One of the outcomes of the EU-Fifth framework CRISP-project [ ], has been the development of a real-time control strategy based on the application of distributed intelligence (ICT) to coordinate demand and supply in electricity grids. This PowerMatcher [1] approach has been validated in two real-life and real-time field tests. The experiments aimed at controlled coordination of dispersed electricity suppliers (DG-RES) and demanders in distributed grids enabled by ICT-networks. Optimization objectives for the technology in the tests were minimization of imbalance in a commercial portfolio and mitigation of strong load variations in a distribution network with residential micro-CHPs. With respect to the number of ICT-nodes, the field tests were on a relatively small-scale. However, application of the technology has yielded some very encouraging results [2][3] in both occasions.
In the present paper, lessons learned from the field experiments are discussed. Furthermore, it contains an account of the roadmap for scaling up these field-tests with a larger of number nodes and with more diverse appliance/installation types. Due to its autonomous decision making agent-paradigm, the PowerMatcher software technology is expected to be widely more scaleable than central coordination approaches. Indeed, it is based on microeconomic theory and is expected to work best if it is applied on a massive scale in transparent market settings. A set of various types of supply and demand appliances was defined and implemented in a PowerMatcher software simulation environment. A massive amount of these PowerMatcher node-agents each representing such a devicetype was utilized in a number of scenario calculations. As the production of DG-RES-resources and the demand profiles are strongly dependent on the time-of-year, climate scenarios leading to operational snapshots of the cluster were taken for a number of representative periods.
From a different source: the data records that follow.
//! TCP Server
//!
//! Accepts connections and serves each on its own thread.

use std::io::ErrorKind;
use std::net::{SocketAddr, TcpListener, TcpStream};
use std::sync::atomic::{AtomicBool, AtomicUsize, Ordering};
use std::sync::Arc;
use std::thread;
use std::time::Duration;

use crate::archive::Archive;
use crate::config::Config;
use crate::error::Result;
use crate::protocol::{write_response, Response};

use super::{Connection, NetworkStream};

/// How often the accept loop checks for shutdown while idle
const ACCEPT_POLL: Duration = Duration::from_millis(50);

/// Remote query server over a shared archive
pub struct Server {
    config: Config,
    archive: Archive,
    listener: TcpListener,
    shutdown: Arc<AtomicBool>,
    active: Arc<AtomicUsize>,
}

/// Stops a running server from another thread
#[derive(Clone)]
pub struct ShutdownHandle {
    flag: Arc<AtomicBool>,
}

impl ShutdownHandle {
    pub fn shutdown(&self) {
        self.flag.store(true, Ordering::SeqCst);
    }
}

/// Decrements the live connection count when a worker exits
struct ActiveGuard(Arc<AtomicUsize>);

impl Drop for ActiveGuard {
    fn drop(&mut self) {
        self.0.fetch_sub(1, Ordering::SeqCst);
    }
}

impl Server {
    /// Bind `config.listen_addr`
    pub fn bind(config: Config, archive: Archive) -> Result<Self> {
        let listener = TcpListener::bind(&config.listen_addr)?;
        listener.set_nonblocking(true)?;
        Ok(Self {
            config,
            archive,
            listener,
            shutdown: Arc::new(AtomicBool::new(false)),
            active: Arc::new(AtomicUsize::new(0)),
        })
    }

    pub fn local_addr(&self) -> Result<SocketAddr> {
        Ok(self.listener.local_addr()?)
    }

    pub fn shutdown_handle(&self) -> ShutdownHandle {
        ShutdownHandle {
            flag: Arc::clone(&self.shutdown),
        }
    }

    /// Signal the accept loop to stop
    pub fn shutdown(&self) {
        self.shutdown.store(true, Ordering::SeqCst);
    }

    pub fn active_connections(&self) -> usize {
        self.active.load(Ordering::SeqCst)
    }

    /// Accept connections until shutdown is signalled (blocking)
    pub fn run(&self) -> Result<()> {
        tracing::info!(
            addr = %self.local_addr()?,
            max_connections = self.config.max_connections,
            "server listening"
        );

        while !self.shutdown.load(Ordering::SeqCst) {
            match self.listener.accept() {
                Ok((socket, peer)) => self.dispatch(socket, peer),
                Err(e) if e.kind() == ErrorKind::WouldBlock => thread::sleep(ACCEPT_POLL),
                Err(e) if e.kind() == ErrorKind::Interrupted => continue,
                Err(e) => {
                    tracing::warn!(error = %e, "accept failed");
                    thread::sleep(ACCEPT_POLL);
                }
            }
        }

        tracing::info!("server stopped accepting connections");
        Ok(())
    }

    fn dispatch(&self, socket: TcpStream, peer: SocketAddr) {
        if let Err(e) = socket.set_nonblocking(false) {
            tracing::warn!(%peer, error = %e, "could not configure socket");
            return;
        }

        if self.active.fetch_add(1, Ordering::SeqCst) >= self.config.max_connections {
            self.active.fetch_sub(1, Ordering::SeqCst);
            tracing::warn!(%peer, "connection limit reached, rejecting");
            reject(socket, self.config.io_timeout_ms);
            return;
        }
        let guard = ActiveGuard(Arc::clone(&self.active));

        let archive = self.archive.clone();
        let timeout_ms = self.config.io_timeout_ms;
        let spawned = thread::Builder::new()
            .name(format!("tsarchive-conn-{}", peer))
            .spawn(move || {
                let _guard = guard;
                match Connection::new(socket, archive, timeout_ms) {
                    Ok(mut connection) => {
                        if let Err(e) = connection.handle() {
                            tracing::debug!(%peer, error = %e, "connection ended with error");
                        }
                    }
                    Err(e) => tracing::warn!(%peer, error = %e, "could not set up connection"),
                }
            });

        if let Err(e) = spawned {
            tracing::warn!(%peer, error = %e, "could not spawn connection thread");
        }
    }
}

fn reject(socket: TcpStream, timeout_ms: u64) {
    if let Ok(mut stream) = NetworkStream::from_tcp(socket, timeout_ms) {
        write_response(&mut *stream, &Response::Error("server busy".to_string()));
        stream.disconnect();
    }
}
The results of these larger scale simulations as well as scalability issues, encountered, are discussed. Further issues covered are the stability of the system as reflected by the internal price development pattern that acts as an ‘invisible hand’ to reach the common optimisation goal. Finally, the effects of scaling-up the technology are discussed in terms of possible ‘emergent behaviour’ of subsets in the cluster and primary process quality of appliances operating concertedly using the PowerMatcher.